Global Perspectives: Bosnian Native Recounts Life Before and During War

Global Perspectives: Bosnian Native Recounts Life Before and During War

By Elaine Loft, Staff Writer

The Derryfield community welcomed Alen Ombergovic, a Bosnian native, in a presentation made possible by the E. Charles Sanborn Visiting Fellow Fund. When armed conflict broke out, Omerbegovic was living with his family in the northeastern region of Bosnia and Herzegovina. He was confronted with the harsh realities of war at the young age of 16. 

Ombergovic opened his talk with an overview of Bosnia, its history, and its people. He emphasized that Bosnia was a place where Muslims, Serbs, Croats and the Roma people all existed peacefully in adjoining neighborhoods. Bosnia was a “melting pot,” but the sentiment was, “if we are together, we are stronger.” Ombergovic noted that people from different faiths supported one another, both spiritually and even financially–often contributing to projects at other centers of worship. 

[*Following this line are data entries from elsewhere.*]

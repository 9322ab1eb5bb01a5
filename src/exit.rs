//! Early termination of script code.
//!
//! `exit()` does not unwind the stack itself. It produces an
//! [`Interrupt::Exit`] that script code returns with `?` or `Err(..)`, and
//! the driver in [`crate::driver`] turns it into a finished response.

use serde_json::Value;

use crate::AppError;

/// A request to stop the script and send what has been buffered.
#[derive(Debug, Clone, Copy, Default, PartialEq, Eq)]
pub struct ExitSignal {
    /// Exit code reported to the host.
    pub code: i64,
}

impl ExitSignal {
    /// Build a signal from a script value.
    ///
    /// Numbers are truncated to an integer code; anything else, including
    /// numeric-looking strings, becomes `0`.
    #[must_use]
    pub fn from_value(value: Option<&Value>) -> Self {
        let code = match value {
            Some(Value::Number(n)) => n.as_i64().or_else(|| n.as_f64().map(truncate)),
            _ => None,
        };
        Self {
            code: code.unwrap_or(0),
        }
    }
}

#[allow(clippy::cast_possible_truncation)]
fn truncate(n: f64) -> i64 {
    n.trunc() as i64
}

/// Why script execution stopped before returning normally.
#[derive(Debug)]
pub enum Interrupt {
    /// The script called `exit()`.
    Exit(ExitSignal),
    /// A fatal error escaped the script.
    Fatal(AppError),
}

impl From<AppError> for Interrupt {
    fn from(err: AppError) -> Self {
        Self::Fatal(err)
    }
}

impl From<ExitSignal> for Interrupt {
    fn from(signal: ExitSignal) -> Self {
        Self::Exit(signal)
    }
}

/// Result type for script bodies run by the driver.
pub type ScriptResult = std::result::Result<(), Interrupt>;

/// The `exit()` script builtin.
///
/// ```
/// use cgi_shim::exit::{exit, ScriptResult};
///
/// fn script(done: bool) -> ScriptResult {
///     if done {
///         return Err(exit(Some(&serde_json::json!(5))));
///     }
///     Ok(())
/// }
///
/// assert!(script(true).is_err());
/// ```
#[must_use]
pub fn exit(code: Option<&Value>) -> Interrupt {
    Interrupt::Exit(ExitSignal::from_value(code))
}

Engaging the audience, Ombergovic then shared some of the causes that led to the Bosnian War, including: nationalism, political instability, historical grievances, fear, and one’s perception of others. “People who lived by our side, sent their children to the same schools, spoke the same language, were now portrayed as non-human.” He asked the students, faculty, and staff to turn to their neighbors to consider, “What makes people turn against one another? Against their neighbors and friends?”

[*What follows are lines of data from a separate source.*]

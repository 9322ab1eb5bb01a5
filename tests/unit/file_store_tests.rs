//! Unit tests for the file-backed session store.

use std::fs;

use cgi_shim::session::file_store::{SESSION_ID_LEN, SESSION_ID_PREFIX};
use cgi_shim::session::{FileSessionStore, SessionData, SessionStore};
use serde_json::json;

const VALID_ID: &str = "jst_sessABCDEFGHIJKLMNOPQRSTUVWXYZ012345";

fn store_with_cookie(dir: &tempfile::TempDir, cookie: &str) -> FileSessionStore {
    FileSessionStore::new(dir.path(), "DUKSID", Some(cookie.to_owned()))
}

#[test]
fn fixture_id_has_the_session_id_shape() {
    assert_eq!(VALID_ID.len(), SESSION_ID_LEN);
    assert!(VALID_ID.starts_with(SESSION_ID_PREFIX));
}

#[test]
fn start_resumes_existing_session_file() {
    let dir = tempfile::tempdir().expect("tempdir");
    fs::write(dir.path().join(VALID_ID), "user|s|ada;").expect("seed");

    let mut store = store_with_cookie(&dir, &format!("DUKSID={VALID_ID}"));
    assert!(store.start().expect("start"));
    assert_eq!(store.id().as_deref(), Some(VALID_ID));
    assert!(store.status());
    assert_eq!(store.data().expect("data")["user"], json!("ada"));
}

#[test]
fn start_refuses_missing_file() {
    let dir = tempfile::tempdir().expect("tempdir");
    let mut store = store_with_cookie(&dir, &format!("DUKSID={VALID_ID}"));
    assert!(!store.start().expect("start"));
    assert_eq!(store.id(), None);
}

#[test]
fn start_without_cookie_header() {
    let dir = tempfile::tempdir().expect("tempdir");
    let mut store = FileSessionStore::new(dir.path(), "DUKSID", None);
    assert!(!store.start().expect("start"));
    assert!(!store.status());
}

#[test]
fn short_or_invalid_cookies_are_rejected() {
    let dir = tempfile::tempdir().expect("tempdir");
    let traversal = "jst_s../ABCDEFGHIJKLMNOPQRSTUVWXYZ012345";
    fs::write(dir.path().join("jst_sessshort"), "").expect("seed");

    for cookie in [
        "DUKSID=jst_sessshort".to_owned(),
        format!("DUKSID={}", VALID_ID.replace('Z', "-")),
        format!("DUKSID={traversal}"),
        format!("OTHER={VALID_ID}"),
    ] {
        let mut store = store_with_cookie(&dir, &cookie);
        assert!(!store.start().expect("start"), "cookie {cookie:?} accepted");
    }
}

#[test]
fn last_cookie_occurrence_wins_and_extra_chars_are_cut() {
    let dir = tempfile::tempdir().expect("tempdir");
    fs::write(dir.path().join(VALID_ID), "").expect("seed");

    let cookie = format!("DUKSID=jst_sessstale; theme=dark; DUKSID={VALID_ID}trailing; lang=en");
    let mut store = store_with_cookie(&dir, &cookie);
    assert!(store.start().expect("start"));
    assert_eq!(store.id().as_deref(), Some(VALID_ID));
}

#[test]
fn created_session_round_trips_through_its_file() {
    let dir = tempfile::tempdir().expect("tempdir");
    let mut store = FileSessionStore::new(dir.path(), "DUKSID", None);
    assert!(store.create().expect("create"));
    let id = store.id().expect("id");
    assert!(id.starts_with(SESSION_ID_PREFIX));

    let mut data = SessionData::new();
    data.insert("name".into(), json!("ada"));
    data.insert("visits".into(), json!(3));
    data.insert("admin".into(), json!(false));
    store.set_data(&data).expect("set_data");

    let raw = fs::read_to_string(store.session_path(&id)).expect("file");
    assert_eq!(raw, "admin|b|0;name|s|ada;visits|n|3.000000000000;");
    assert_eq!(store.data().expect("data"), data);
}

#[test]
fn fractional_numbers_come_back_truncated() {
    let dir = tempfile::tempdir().expect("tempdir");
    let mut store = FileSessionStore::new(dir.path(), "DUKSID", None);
    store.create().expect("create");

    let mut data = SessionData::new();
    data.insert("ratio".into(), json!(2.75));
    store.set_data(&data).expect("set_data");
    assert_eq!(store.data().expect("data")["ratio"], json!(2));
}

#[test]
fn invalid_file_loads_as_empty() {
    let dir = tempfile::tempdir().expect("tempdir");
    fs::write(dir.path().join(VALID_ID), "garbage without records").expect("seed");

    let mut store = store_with_cookie(&dir, &format!("DUKSID={VALID_ID}"));
    assert!(store.start().expect("start"));
    assert!(store.data().expect("data").is_empty());
}

#[test]
fn data_requires_a_session() {
    let dir = tempfile::tempdir().expect("tempdir");
    let mut store = FileSessionStore::new(dir.path(), "DUKSID", None);
    assert!(store.data().is_err());
    assert!(store.set_data(&SessionData::new()).is_err());
}

#[test]
fn destroy_removes_file() {
    let dir = tempfile::tempdir().expect("tempdir");
    fs::write(dir.path().join(VALID_ID), "a|s|b;").expect("seed");

    let mut store = store_with_cookie(&dir, &format!("DUKSID={VALID_ID}"));
    store.start().expect("start");
    assert!(store.destroy().expect("destroy"));
    assert!(!dir.path().join(VALID_ID).exists());
    assert!(!store.status());
    assert!(!store.destroy().expect("second destroy"));
}

#[test]
fn second_start_refreshes_held_session() {
    let dir = tempfile::tempdir().expect("tempdir");
    fs::write(dir.path().join(VALID_ID), "").expect("seed");

    let mut store = store_with_cookie(&dir, &format!("DUKSID={VALID_ID}"));
    assert!(store.start().expect("start"));
    assert!(store.start().expect("refresh"));
}

#[test]
fn multibyte_character_inside_prefix_is_rejected() {
    let dir = tempfile::tempdir().expect("tempdir");
    let cookie = format!("DUKSID=jst_se€{}", "a".repeat(40));
    let mut store = store_with_cookie(&dir, &cookie);
    assert!(!store.start().expect("start"));
    assert_eq!(store.id(), None);
}

#[test]
fn set_data_replaces_file_without_leftovers() {
    let dir = tempfile::tempdir().expect("tempdir");
    let mut store = FileSessionStore::new(dir.path(), "DUKSID", None);
    store.create().expect("create");
    let id = store.id().expect("id");

    let mut data = SessionData::new();
    data.insert("step".into(), json!("one"));
    store.set_data(&data).expect("first write");
    data.insert("step".into(), json!("two"));
    store.set_data(&data).expect("second write");

    let entries: Vec<_> = fs::read_dir(dir.path())
        .expect("read_dir")
        .map(|entry| entry.expect("entry").file_name())
        .collect();
    assert_eq!(entries, [std::ffi::OsString::from(&id)]);
    assert_eq!(
        fs::read_to_string(store.session_path(&id)).expect("file"),
        "step|s|two;"
    );
}

#[test]
fn set_data_into_missing_directory_fails() {
    let dir = tempfile::tempdir().expect("tempdir");
    let mut store = FileSessionStore::new(dir.path().join("gone"), "DUKSID", None);
    store.create().expect("create");
    assert!(store.set_data(&SessionData::new()).is_err());
}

Ombergovic followed by sharing his own lived experience—a stark juxtaposition of his daily life before and during the war. He noted he was a “typical 16-year-old boy,” who enjoyed school, hanging out with his friends and playing sports, generally “having fun in life.” He had never considered another life—a life lived within a battle zone—a life filled with danger. Everything changed on April 6, 1992, when full-scale hostilities broke out. Ombergovic’s home was surrounded by Serbian forces, so he and his family went to stay with his paternal grandparents in a (largely) Bosnian enclave. After ten days, Ombergovic said he convinced his mother to return to their own home, as he wanted to be near his friends and neighbors. Unfortunately, after that point, “there was no more escape for us,” they were trapped in the war zone. They could see tanks from their balcony, shooting at various sites, like mosques. Houses were ablaze in fire. Electricity was cut off from the region and they had limited access to food. The Bosnians gathered together each night in one house, so they could protect each other, and share their food.

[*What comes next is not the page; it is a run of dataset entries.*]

//! Raw request input.
//!
//! Reads the request body from stdin according to `CONTENT_LENGTH` and
//! `CONTENT_TYPE` and produces the two strings the superglobal decoders
//! consume: the URL-encoded POST body and the serialized file descriptors.
//! Multipart bodies are split here, file parts are written to disk and
//! plain fields are re-encoded as a URL-encoded body.

pub mod multipart;
pub mod upload;

use std::io::Read;

use tracing::{debug, info, warn};

use crate::config::PostConfig;
use crate::env::ServerVars;
use multipart::ContentType;
use upload::Uploader;

/// Raw POST and FILES input for one request.
#[derive(Debug, Default, Clone, PartialEq, Eq)]
pub struct RequestInput {
    /// URL-encoded POST body.
    pub body: Option<String>,
    /// `;`-separated file descriptors.
    pub files: Option<String>,
}

impl RequestInput {
    /// Input with a plain POST body and no files.
    #[must_use]
    pub fn with_body(body: impl Into<String>) -> Self {
        Self {
            body: Some(body.into()),
            files: None,
        }
    }

    /// Read the request body from `reader`.
    ///
    /// Nothing here fails the request: oversized or short bodies, bad
    /// multipart framing and upload failures are logged and degrade to
    /// missing input.
    pub fn read(server: &ServerVars, reader: &mut impl Read, config: &PostConfig) -> Self {
        let length = server
            .get("CONTENT_LENGTH")
            .and_then(|raw| raw.trim().parse::<usize>().ok())
            .unwrap_or(0);
        if length == 0 {
            return Self::default();
        }
        if length > config.max_size {
            warn!(length, limit = config.max_size, "post size exceeds limit");
            return Self::default();
        }

        let mut content = Vec::with_capacity(length);
        match reader.take(u64::try_from(length).unwrap_or(u64::MAX)).read_to_end(&mut content) {
            Ok(read) if read != length => warn!(read, length, "short read of post data"),
            Ok(_) => {}
            Err(err) => warn!(%err, "failed to read post data"),
        }

        match multipart::parse_content_type(server.get("CONTENT_TYPE").as_deref()) {
            ContentType::Plain => Self::with_body(String::from_utf8_lossy(&content)),
            ContentType::Malformed => {
                warn!("failed to parse content type header");
                Self::with_body(String::from_utf8_lossy(&content))
            }
            ContentType::MissingBoundary => {
                warn!("multipart request without boundary");
                Self::default()
            }
            ContentType::Multipart { delimiter } => from_multipart(&content, &delimiter, config),
        }
    }
}

fn from_multipart(content: &[u8], delimiter: &str, config: &PostConfig) -> RequestInput {
    let parts = multipart::split_parts(content, delimiter);
    info!(parts = parts.len(), "multipart body parsed");

    let mut uploader = Uploader::new(config);
    let mut descriptors = Vec::new();
    let mut fields = Vec::new();

    for part in &parts {
        match &part.filename {
            Some(filename) => descriptors.push(uploader.store(part, filename).descriptor()),
            None => fields.push(format!(
                "{}={}",
                part.name,
                urlencoding::encode(&String::from_utf8_lossy(part.body))
            )),
        }
    }

    let input = RequestInput {
        body: (!fields.is_empty()).then(|| fields.join("&")),
        files: (!descriptors.is_empty()).then(|| descriptors.join(";")),
    };
    debug!(post = ?input.body, files = ?input.files, "multipart input");
    input
}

On May 5, 1992 the Serbian forces encircled the village. The women and children under the age of 15 were taken away, and Ombergovic was separated from his mother. Enduring unimaginable challenges, he was detained in both the Susica and the Batkovic concentration camps during the most tumultuous period of the Bosnian War. Ombergovic shared many details of his traumatic experience with the rapt Derryfield audience. At the end of his impactful presentation, the audience stood in applause, in recognition of Ombergovic’s resilience and fortitude in the face of the cruel realities of war.

After Community Meeting, Ombergovic attended several history classes, and joined Derryfield students, faculty and staff for lunch, where he had extended conversations about his experiences both during and after the Croat-Bosniak war.

Alen Ombergovic addresses Derryfield School Community Meeting on April 15, 2024.